* [WHAT IS BEING ASKED] Word for word, copy every line of the data.

Dataset entries:
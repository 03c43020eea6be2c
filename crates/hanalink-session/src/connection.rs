use std::io::ErrorKind;
use std::sync::atomic::{AtomicBool, Ordering};
use std::sync::mpsc::{self, RecvTimeoutError};
use std::sync::Arc;
use std::thread::{self, JoinHandle};
use std::time::{Duration, Instant};

use hanalink_frame::{Frame, FrameConfig, FrameError, FrameStream, MessageWriter, ReaderStats};
use hanalink_transport::DeviceStream;
use tracing::{debug, info, warn};

use crate::error::{DecodeError, Result};
use crate::tracker::{PendingRequest, RequestTracker, TrackerConfig, TrackerStats};

/// Configuration for a [`Connection`].
#[derive(Debug, Clone)]
pub struct ConnectionConfig {
    /// Framing options. `read_timeout` is replaced by `poll_interval` for
    /// the reader thread.
    pub frame: FrameConfig,
    /// Request tracking options.
    pub tracker: TrackerConfig,
    /// How often unanswered requests are checked for resending. Default: 2 s.
    pub sweep_interval: Duration,
    /// How long the reader thread blocks before re-checking for shutdown.
    /// Default: 100 ms.
    pub poll_interval: Duration,
}

impl Default for ConnectionConfig {
    fn default() -> Self {
        Self {
            frame: FrameConfig::default(),
            tracker: TrackerConfig::default(),
            sweep_interval: Duration::from_secs(2),
            poll_interval: Duration::from_millis(100),
        }
    }
}

/// A live link to one controller.
///
/// Owns a reader thread that feeds incoming frames to the tracker and a
/// sweep thread that resends overdue requests. Dropping the connection
/// closes it.
pub struct Connection {
    tracker: Arc<RequestTracker<DeviceStream>>,
    control: DeviceStream,
    peer: String,
    running: Arc<AtomicBool>,
    stop_sweep: Option<mpsc::Sender<()>>,
    reader: Option<JoinHandle<ReaderStats>>,
    sweeper: Option<JoinHandle<()>>,
}

impl Connection {
    /// Start driving `stream`.
    pub fn open(stream: DeviceStream, config: ConnectionConfig) -> Result<Self> {
        let peer = stream.peer().to_string();
        let reader_stream = stream.try_clone()?;
        let control = stream.try_clone()?;

        let reader_config = FrameConfig {
            read_timeout: Some(config.poll_interval),
            ..config.frame.clone()
        };
        let frames = FrameStream::with_config_device(reader_stream, &reader_config)?;
        let writer = MessageWriter::with_config_device(stream, &config.frame)?;

        let tracker = Arc::new(RequestTracker::new(writer, config.tracker.clone()));
        let running = Arc::new(AtomicBool::new(true));

        let reader = thread::Builder::new()
            .name(format!("hanalink-reader {peer}"))
            .spawn({
                let tracker = Arc::clone(&tracker);
                let running = Arc::clone(&running);
                move || read_loop(frames, &tracker, &running)
            })
            .map_err(FrameError::Io)?;

        let (stop_sweep, stop_rx) = mpsc::channel();
        let sweeper = thread::Builder::new()
            .name(format!("hanalink-sweep {peer}"))
            .spawn({
                let tracker = Arc::clone(&tracker);
                let interval = config.sweep_interval;
                move || sweep_loop(&tracker, &stop_rx, interval)
            });
        let sweeper = match sweeper {
            Ok(handle) => handle,
            Err(err) => {
                running.store(false, Ordering::SeqCst);
                tracker.shutdown();
                let _ = control.shutdown();
                return Err(FrameError::Io(err).into());
            }
        };

        info!(peer = %peer, "connection opened");
        Ok(Self {
            tracker,
            control,
            peer,
            running,
            stop_sweep: Some(stop_sweep),
            reader: Some(reader),
            sweeper: Some(sweeper),
        })
    }

    /// Send `body` (`type | len | payload`) and return a handle to the reply.
    pub fn request<T, D>(&self, body: &[u8], decoder: D) -> Result<PendingRequest<T>>
    where
        T: Send + 'static,
        D: FnOnce(&Frame) -> std::result::Result<T, DecodeError> + Send + 'static,
    {
        self.tracker.request(body, decoder)
    }

    /// The request tracker driven by this connection.
    pub fn tracker(&self) -> &Arc<RequestTracker<DeviceStream>> {
        &self.tracker
    }

    /// Whether the link is up and accepting requests.
    pub fn is_connected(&self) -> bool {
        self.tracker.is_open()
    }

    /// Remote address or port path.
    pub fn peer(&self) -> &str {
        &self.peer
    }

    /// Request counters so far.
    pub fn stats(&self) -> TrackerStats {
        self.tracker.stats()
    }

    /// Shut down gracefully.
    ///
    /// Outstanding requests fail with `ShutDown`. Returns the frame reader's
    /// counters.
    pub fn close(mut self) -> ReaderStats {
        self.stop()
    }

    fn stop(&mut self) -> ReaderStats {
        if !self.running.swap(false, Ordering::SeqCst) {
            return ReaderStats::default();
        }

        let failed = self.tracker.shutdown();
        if let Err(err) = self.control.shutdown() {
            debug!(error = %err, "stream shutdown failed");
        }
        drop(self.stop_sweep.take());

        if let Some(handle) = self.sweeper.take() {
            if handle.join().is_err() {
                warn!("sweep thread panicked");
            }
        }
        let stats = match self.reader.take().map(JoinHandle::join) {
            Some(Ok(stats)) => stats,
            Some(Err(_)) => {
                warn!("reader thread panicked");
                ReaderStats::default()
            }
            None => ReaderStats::default(),
        };

        info!(
            peer = %self.peer,
            failed,
            frames = stats.frames,
            checksum_errors = stats.checksum_errors,
            "connection closed"
        );
        stats
    }
}

impl Drop for Connection {
    fn drop(&mut self) {
        self.stop();
    }
}

impl std::fmt::Debug for Connection {
    fn fmt(&self, f: &mut std::fmt::Formatter<'_>) -> std::fmt::Result {
        f.debug_struct("Connection")
            .field("peer", &self.peer)
            .field("running", &self.running.load(Ordering::Relaxed))
            .finish_non_exhaustive()
    }
}

fn read_loop(
    mut frames: FrameStream<DeviceStream>,
    tracker: &RequestTracker<DeviceStream>,
    running: &AtomicBool,
) -> ReaderStats {
    loop {
        match frames.read_frame() {
            Ok(frame) => {
                tracker.on_frame(frame);
            }
            Err(FrameError::Io(err))
                if matches!(err.kind(), ErrorKind::WouldBlock | ErrorKind::TimedOut) =>
            {
                if !running.load(Ordering::SeqCst) {
                    break;
                }
            }
            Err(err) => {
                if running.load(Ordering::SeqCst) {
                    info!(error = %err, "device link lost");
                    tracker.on_disconnect();
                }
                break;
            }
        }
    }
    frames.reader().stats()
}

fn sweep_loop(
    tracker: &RequestTracker<DeviceStream>,
    stop: &mpsc::Receiver<()>,
    interval: Duration,
) {
    loop {
        match stop.recv_timeout(interval) {
            Err(RecvTimeoutError::Timeout) => {}
            // Sender dropped: the connection is closing.
            Ok(()) | Err(RecvTimeoutError::Disconnected) => return,
        }
        if !tracker.is_open() {
            return;
        }
        if let Err(err) = tracker.sweep_timeouts(Instant::now()) {
            warn!(error = %err, "resend failed");
            tracker.on_disconnect();
            return;
        }
    }
}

* [OUTPUT FOR THIS TASK]
repository 03c43020eea6be2c
filename crates/hanalink-session/src/connection.rs
use std::io::ErrorKind;
use std::sync::atomic::{AtomicBool, Ordering};
use std::sync::mpsc::{self, RecvTimeoutError};
use std::sync::Arc;
use std::thread::{self, JoinHandle};
use std::time::{Duration, Instant};

use hanalink_frame::{Frame, FrameConfig, FrameError, FrameStream, MessageWriter, ReaderStats};
use hanalink_transport::DeviceStream;
use tracing::{debug, info, warn};

use crate::error::{DecodeError, Result};
use crate::tracker::{PendingRequest, RequestTracker, TrackerConfig, TrackerStats};

/// Configuration for a [`Connection`].
#[derive(Debug, Clone)]
pub struct ConnectionConfig {
    /// Framing options. `read_timeout` is replaced by `poll_interval` for
    /// the reader thread.
    pub frame: FrameConfig,
    /// Request tracking options.
    pub tracker: TrackerConfig,
    /// How often unanswered requests are checked for resending. Default: 2 s.
    pub sweep_interval: Duration,
    /// How long the reader thread blocks before re-checking for shutdown.
    /// Default: 100 ms.
    pub poll_interval: Duration,
}

impl Default for ConnectionConfig {
    fn default() -> Self {
        Self {
            frame: FrameConfig::default(),
            tracker: TrackerConfig::default(),
            sweep_interval: Duration::from_secs(2),
            poll_interval: Duration::from_millis(100),
        }
    }
}

/// A live link to one controller.
///
/// Owns a reader thread that feeds incoming frames to the tracker and a
/// sweep thread that resends overdue requests. Dropping the connection
/// closes it.
pub struct Connection {
    tracker: Arc<RequestTracker<DeviceStream>>,
    control: DeviceStream,
    peer: String,
    running: Arc<AtomicBool>,
    stop_sweep: Option<mpsc::Sender<()>>,
    reader: Option<JoinHandle<ReaderStats>>,
    sweeper: Option<JoinHandle<()>>,
}

impl Connection {
    /// Start driving `stream`.
    pub fn open(stream: DeviceStream, config: ConnectionConfig) -> Result<Self> {
        let peer = stream.peer().to_string();
        let reader_stream = stream.try_clone()?;
        let control = stream.try_clone()?;

        let reader_config = FrameConfig {
            read_timeout: Some(config.poll_interval),
            ..config.frame.clone()
        };
        let frames = FrameStream::with_config_device(reader_stream, &reader_config)?;
        let writer = MessageWriter::with_config_device(stream, &config.frame)?;

        let tracker = Arc::new(RequestTracker::new(writer, config.tracker.clone()));
        let running = Arc::new(AtomicBool::new(true));

        let reader = thread::Builder::new()
            .name(format!("hanalink-reader {peer}"))
            .spawn({
                let tracker = Arc::clone(&tracker);
                let running = Arc::clone(&running);
                move || read_loop(frames, &tracker, &running)
            })
            .map_err(FrameError::Io)?;

        let (stop_sweep, stop_rx) = mpsc::channel();
        let sweeper = thread::Builder::new()
            .name(format!("hanalink-sweep {peer}"))
            .spawn({
                let tracker = Arc::clone(&tracker);
                let interval = config.sweep_interval;
                move || sweep_loop(&tracker, &stop_rx, interval)
            });
        let sweeper = match sweeper {
            Ok(handle) => handle,
            Err(err) => {
                running.store(false, Ordering::SeqCst);
                tracker.shutdown();
                let _ = control.shutdown();
                return Err(FrameError::Io(err).into());
            }
        };

        info!(peer = %peer, "connection opened");
        Ok(Self {
            tracker,
            control,
            peer,
            running,
            stop_sweep: Some(stop_sweep),
            reader: Some(reader),
            sweeper: Some(sweeper),
        })
    }

    /// Send `body` (`type | len | payload`) and return a handle to the reply.
    pub fn request<T, D>(&self, body: &[u8], decoder: D) -> Result<PendingRequest<T>>
    where
        T: Send + 'static,
        D: FnOnce(&Frame) -> std::result::Result<T, DecodeError> + Send + 'static,
    {
        self.tracker.request(body, decoder)
    }

    /// The request tracker driven by this connection.
    pub fn tracker(&self) -> &Arc<RequestTracker<DeviceStream>> {
        &self.tracker
    }

    /// Whether the link is up and accepting requests.
    pub fn is_connected(&self) -> bool {
        self.tracker.is_open()
    }

    /// Remote address or port path.
    pub fn peer(&self) -> &str {
        &self.peer
    }

    /// Request counters so far.
    pub fn stats(&self) -> TrackerStats {
        self.tracker.stats()
    }

    /// Shut down gracefully.
    ///
    /// Outstanding requests fail with `ShutDown`. Returns the frame reader's
    /// counters.
    pub fn close(mut self) -> ReaderStats {
        self.stop()
    }

    fn stop(&mut self) -> ReaderStats {
        if !self.running.swap(false, Ordering::SeqCst) {
            return ReaderStats::default();
        }

        let failed = self.tracker.shutdown();
        if let Err(err) = self.control.shutdown() {
            debug!(error = %err, "stream shutdown failed");
        }
        drop(self.stop_sweep.take());

        if let Some(handle) = self.sweeper.take() {
            if handle.join().is_err() {
                warn!("sweep thread panicked");
            }
        }
        let stats = match self.reader.take().map(JoinHandle::join) {
            Some(Ok(stats)) => stats,
            Some(Err(_)) => {
                warn!("reader thread panicked");
                ReaderStats::default()
            }
            None => ReaderStats::default(),
        };

        info!(
            peer = %self.peer,
            failed,
            frames = stats.frames,
            checksum_errors = stats.checksum_errors,
            "connection closed"
        );
        stats
    }
}

impl Drop for Connection {
    fn drop(&mut self) {
        self.stop();
    }
}

impl std::fmt::Debug for Connection {
    fn fmt(&self, f: &mut std::fmt::Formatter<'_>) -> std::fmt::Result {
        f.debug_struct("Connection")
            .field("peer", &self.peer)
            .field("running", &self.running.load(Ordering::Relaxed))
            .finish_non_exhaustive()
    }
}

fn read_loop(
    mut frames: FrameStream<DeviceStream>,
    tracker: &RequestTracker<DeviceStream>,
    running: &AtomicBool,
) -> ReaderStats {
    loop {
        match frames.read_frame() {
            Ok(frame) => {
                tracker.on_frame(frame);
            }
            Err(FrameError::Io(err))
                if matches!(err.kind(), ErrorKind::WouldBlock | ErrorKind::TimedOut) =>
            {
                if !running.load(Ordering::SeqCst) {
                    break;
                }
            }
            Err(err) => {
                if running.load(Ordering::SeqCst) {
                    info!(error = %err, "device link lost");
                    tracker.on_disconnect();
                }
                break;
            }
        }
    }
    frames.reader().stats()
}

fn sweep_loop(
    tracker: &RequestTracker<DeviceStream>,
    stop: &mpsc::Receiver<()>,
    interval: Duration,
) {
    loop {
        match stop.recv_timeout(interval) {
            Err(RecvTimeoutError::Timeout) => {}
            // Sender dropped: the connection is closing.
            Ok(()) | Err(RecvTimeoutError::Disconnected) => return,
        }
        if !tracker.is_open() {
            return;
        }
        if let Err(err) = tracker.sweep_timeouts(Instant::now()) {
            warn!(error = %err, "resend failed");
            tracker.on_disconnect();
            return;
        }
    }
}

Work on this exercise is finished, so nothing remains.